__GIVEN DATA__.
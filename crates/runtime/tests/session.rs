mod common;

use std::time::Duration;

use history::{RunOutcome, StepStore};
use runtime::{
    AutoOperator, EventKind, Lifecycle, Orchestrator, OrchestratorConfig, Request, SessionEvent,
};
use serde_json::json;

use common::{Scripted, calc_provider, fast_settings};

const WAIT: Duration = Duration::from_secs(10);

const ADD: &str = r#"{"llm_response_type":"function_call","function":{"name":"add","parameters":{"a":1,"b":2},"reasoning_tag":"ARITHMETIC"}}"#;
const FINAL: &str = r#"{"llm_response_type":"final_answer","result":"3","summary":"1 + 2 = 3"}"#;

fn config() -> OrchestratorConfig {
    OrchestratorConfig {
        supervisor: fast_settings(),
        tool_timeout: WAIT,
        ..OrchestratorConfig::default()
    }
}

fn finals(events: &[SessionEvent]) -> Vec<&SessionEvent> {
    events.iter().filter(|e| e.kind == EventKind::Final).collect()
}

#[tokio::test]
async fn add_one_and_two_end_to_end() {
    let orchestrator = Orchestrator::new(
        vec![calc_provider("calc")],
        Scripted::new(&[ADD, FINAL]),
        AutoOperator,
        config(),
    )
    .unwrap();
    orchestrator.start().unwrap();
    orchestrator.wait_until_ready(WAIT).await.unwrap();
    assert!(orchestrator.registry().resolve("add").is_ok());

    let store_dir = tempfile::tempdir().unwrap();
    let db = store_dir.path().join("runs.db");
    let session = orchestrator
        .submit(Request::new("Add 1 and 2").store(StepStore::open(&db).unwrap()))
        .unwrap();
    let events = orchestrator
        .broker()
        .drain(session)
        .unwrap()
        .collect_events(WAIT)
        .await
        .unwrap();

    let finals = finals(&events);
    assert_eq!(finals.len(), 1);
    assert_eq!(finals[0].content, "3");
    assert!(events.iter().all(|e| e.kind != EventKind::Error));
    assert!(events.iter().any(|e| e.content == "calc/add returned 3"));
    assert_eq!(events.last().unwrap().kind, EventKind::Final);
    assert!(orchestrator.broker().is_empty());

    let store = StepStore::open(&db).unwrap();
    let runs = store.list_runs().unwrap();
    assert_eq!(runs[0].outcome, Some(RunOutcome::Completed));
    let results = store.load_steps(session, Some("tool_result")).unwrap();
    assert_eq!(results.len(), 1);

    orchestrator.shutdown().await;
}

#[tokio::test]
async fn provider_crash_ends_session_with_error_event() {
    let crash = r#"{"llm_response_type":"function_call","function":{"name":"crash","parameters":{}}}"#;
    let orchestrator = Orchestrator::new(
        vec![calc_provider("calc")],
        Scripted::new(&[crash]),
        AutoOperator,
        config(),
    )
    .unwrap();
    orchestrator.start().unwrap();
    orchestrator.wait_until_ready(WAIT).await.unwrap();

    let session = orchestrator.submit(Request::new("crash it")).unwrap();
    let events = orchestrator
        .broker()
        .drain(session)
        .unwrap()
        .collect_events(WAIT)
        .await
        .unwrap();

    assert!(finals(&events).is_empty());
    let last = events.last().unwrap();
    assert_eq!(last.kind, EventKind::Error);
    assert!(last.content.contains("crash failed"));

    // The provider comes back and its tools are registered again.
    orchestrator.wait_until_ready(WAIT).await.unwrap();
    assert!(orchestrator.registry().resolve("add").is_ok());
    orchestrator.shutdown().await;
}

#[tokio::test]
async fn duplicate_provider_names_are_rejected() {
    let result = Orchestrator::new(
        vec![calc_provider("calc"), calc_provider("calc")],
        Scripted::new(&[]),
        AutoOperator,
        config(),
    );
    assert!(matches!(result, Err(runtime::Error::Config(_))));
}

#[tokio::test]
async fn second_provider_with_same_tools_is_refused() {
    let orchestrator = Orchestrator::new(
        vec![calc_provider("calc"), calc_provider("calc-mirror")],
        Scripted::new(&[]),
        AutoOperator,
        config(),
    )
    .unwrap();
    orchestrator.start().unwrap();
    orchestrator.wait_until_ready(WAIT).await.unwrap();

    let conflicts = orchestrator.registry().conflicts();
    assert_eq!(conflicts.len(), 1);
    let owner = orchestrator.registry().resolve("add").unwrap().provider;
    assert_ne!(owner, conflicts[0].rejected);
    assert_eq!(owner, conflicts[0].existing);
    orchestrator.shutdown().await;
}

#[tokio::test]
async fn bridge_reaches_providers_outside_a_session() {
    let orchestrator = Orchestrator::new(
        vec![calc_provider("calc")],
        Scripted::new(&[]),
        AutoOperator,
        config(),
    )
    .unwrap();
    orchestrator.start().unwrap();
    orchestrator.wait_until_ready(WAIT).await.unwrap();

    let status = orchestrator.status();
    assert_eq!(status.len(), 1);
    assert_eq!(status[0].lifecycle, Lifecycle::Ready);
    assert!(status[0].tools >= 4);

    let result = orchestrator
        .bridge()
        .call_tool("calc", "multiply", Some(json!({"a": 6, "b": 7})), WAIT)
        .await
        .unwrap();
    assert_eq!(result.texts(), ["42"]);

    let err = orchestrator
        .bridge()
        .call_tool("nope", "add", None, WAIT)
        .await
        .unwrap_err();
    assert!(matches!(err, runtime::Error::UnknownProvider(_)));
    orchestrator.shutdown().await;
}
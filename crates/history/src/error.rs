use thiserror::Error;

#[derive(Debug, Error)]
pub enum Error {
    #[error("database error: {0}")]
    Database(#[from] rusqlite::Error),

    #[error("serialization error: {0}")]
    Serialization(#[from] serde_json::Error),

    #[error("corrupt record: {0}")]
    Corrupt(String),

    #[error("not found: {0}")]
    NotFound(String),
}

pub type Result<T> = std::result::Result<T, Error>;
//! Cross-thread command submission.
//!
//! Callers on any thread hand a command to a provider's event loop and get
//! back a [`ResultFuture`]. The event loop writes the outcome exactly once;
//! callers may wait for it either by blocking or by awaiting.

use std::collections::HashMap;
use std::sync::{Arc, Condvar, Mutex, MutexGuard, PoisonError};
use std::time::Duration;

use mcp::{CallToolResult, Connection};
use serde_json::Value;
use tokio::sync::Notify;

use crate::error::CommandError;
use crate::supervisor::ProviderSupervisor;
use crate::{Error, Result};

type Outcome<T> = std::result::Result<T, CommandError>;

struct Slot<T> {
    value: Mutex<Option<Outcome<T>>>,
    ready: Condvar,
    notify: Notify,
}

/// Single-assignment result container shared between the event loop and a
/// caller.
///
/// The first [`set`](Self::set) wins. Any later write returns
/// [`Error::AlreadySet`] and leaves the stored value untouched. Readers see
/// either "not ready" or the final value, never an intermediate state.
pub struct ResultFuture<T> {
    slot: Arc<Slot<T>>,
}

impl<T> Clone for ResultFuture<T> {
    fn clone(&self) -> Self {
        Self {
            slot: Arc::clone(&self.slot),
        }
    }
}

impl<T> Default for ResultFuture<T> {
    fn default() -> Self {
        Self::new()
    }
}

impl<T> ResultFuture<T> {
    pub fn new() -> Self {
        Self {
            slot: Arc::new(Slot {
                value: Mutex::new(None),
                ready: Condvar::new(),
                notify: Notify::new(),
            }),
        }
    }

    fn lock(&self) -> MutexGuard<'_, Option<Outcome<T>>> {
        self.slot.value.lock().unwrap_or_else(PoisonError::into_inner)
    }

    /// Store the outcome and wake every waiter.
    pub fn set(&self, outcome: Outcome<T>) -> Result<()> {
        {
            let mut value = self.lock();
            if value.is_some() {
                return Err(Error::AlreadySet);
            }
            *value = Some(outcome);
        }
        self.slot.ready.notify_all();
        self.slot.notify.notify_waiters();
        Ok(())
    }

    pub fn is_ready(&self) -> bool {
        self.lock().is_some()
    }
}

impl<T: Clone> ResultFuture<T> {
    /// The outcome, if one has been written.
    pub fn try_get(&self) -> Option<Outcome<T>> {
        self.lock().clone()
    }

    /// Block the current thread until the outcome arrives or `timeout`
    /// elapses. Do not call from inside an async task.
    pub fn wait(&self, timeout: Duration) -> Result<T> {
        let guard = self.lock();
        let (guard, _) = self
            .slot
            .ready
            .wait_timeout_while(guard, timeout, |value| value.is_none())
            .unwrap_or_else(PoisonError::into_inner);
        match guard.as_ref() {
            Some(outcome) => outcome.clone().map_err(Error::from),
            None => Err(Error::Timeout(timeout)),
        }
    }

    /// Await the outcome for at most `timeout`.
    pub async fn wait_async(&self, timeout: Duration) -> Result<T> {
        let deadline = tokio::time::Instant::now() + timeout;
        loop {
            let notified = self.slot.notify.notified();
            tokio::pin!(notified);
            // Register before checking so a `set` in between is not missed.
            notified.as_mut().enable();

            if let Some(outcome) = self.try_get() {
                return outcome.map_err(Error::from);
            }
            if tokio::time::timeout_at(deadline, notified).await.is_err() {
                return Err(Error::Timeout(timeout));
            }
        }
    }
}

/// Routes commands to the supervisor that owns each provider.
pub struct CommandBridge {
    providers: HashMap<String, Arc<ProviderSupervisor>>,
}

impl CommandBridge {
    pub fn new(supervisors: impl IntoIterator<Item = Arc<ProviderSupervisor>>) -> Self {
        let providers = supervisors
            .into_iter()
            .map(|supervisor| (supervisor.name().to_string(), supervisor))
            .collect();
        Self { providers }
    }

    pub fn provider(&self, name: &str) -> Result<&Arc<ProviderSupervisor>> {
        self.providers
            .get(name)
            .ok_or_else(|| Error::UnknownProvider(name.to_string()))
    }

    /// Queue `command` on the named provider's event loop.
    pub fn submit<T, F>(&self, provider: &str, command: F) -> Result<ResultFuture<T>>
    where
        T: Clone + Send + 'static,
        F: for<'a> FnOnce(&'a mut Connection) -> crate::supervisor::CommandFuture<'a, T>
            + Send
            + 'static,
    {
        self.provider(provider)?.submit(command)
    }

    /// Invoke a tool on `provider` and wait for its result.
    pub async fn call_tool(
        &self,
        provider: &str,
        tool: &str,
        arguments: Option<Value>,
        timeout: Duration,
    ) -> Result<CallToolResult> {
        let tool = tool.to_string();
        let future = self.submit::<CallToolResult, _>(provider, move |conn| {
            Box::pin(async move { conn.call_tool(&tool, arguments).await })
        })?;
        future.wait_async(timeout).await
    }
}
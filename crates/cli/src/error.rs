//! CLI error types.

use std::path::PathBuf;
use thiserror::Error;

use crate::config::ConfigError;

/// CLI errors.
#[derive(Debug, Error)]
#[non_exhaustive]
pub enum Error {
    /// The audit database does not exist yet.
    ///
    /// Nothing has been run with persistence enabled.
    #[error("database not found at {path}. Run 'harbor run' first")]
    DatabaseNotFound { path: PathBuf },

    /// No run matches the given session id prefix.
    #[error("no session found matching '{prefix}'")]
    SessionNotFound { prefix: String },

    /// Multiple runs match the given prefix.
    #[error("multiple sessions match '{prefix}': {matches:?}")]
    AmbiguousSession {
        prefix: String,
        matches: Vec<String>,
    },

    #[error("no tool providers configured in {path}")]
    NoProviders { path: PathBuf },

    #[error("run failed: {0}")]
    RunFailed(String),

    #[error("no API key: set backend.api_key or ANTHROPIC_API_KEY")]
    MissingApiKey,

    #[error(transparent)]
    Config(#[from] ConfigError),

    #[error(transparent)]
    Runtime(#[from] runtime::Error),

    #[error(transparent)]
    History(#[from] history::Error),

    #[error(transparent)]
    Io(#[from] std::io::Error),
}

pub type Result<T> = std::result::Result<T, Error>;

__WHAT THIS TASK INVOLVES__. Each line from the top of the material above through the line with "const WAIT: Duration" must be echoed exactly, and no other line.

__ANSWER__.
filename crates/runtime/tests/session.rs
mod common;

use std::time::Duration;

use history::{RunOutcome, StepStore};
use runtime::{
    AutoOperator, EventKind, Lifecycle, Orchestrator, OrchestratorConfig, Request, SessionEvent,
};
use serde_json::json;

use common::{Scripted, calc_provider, fast_settings};

const WAIT: Duration = Duration::from_secs(10);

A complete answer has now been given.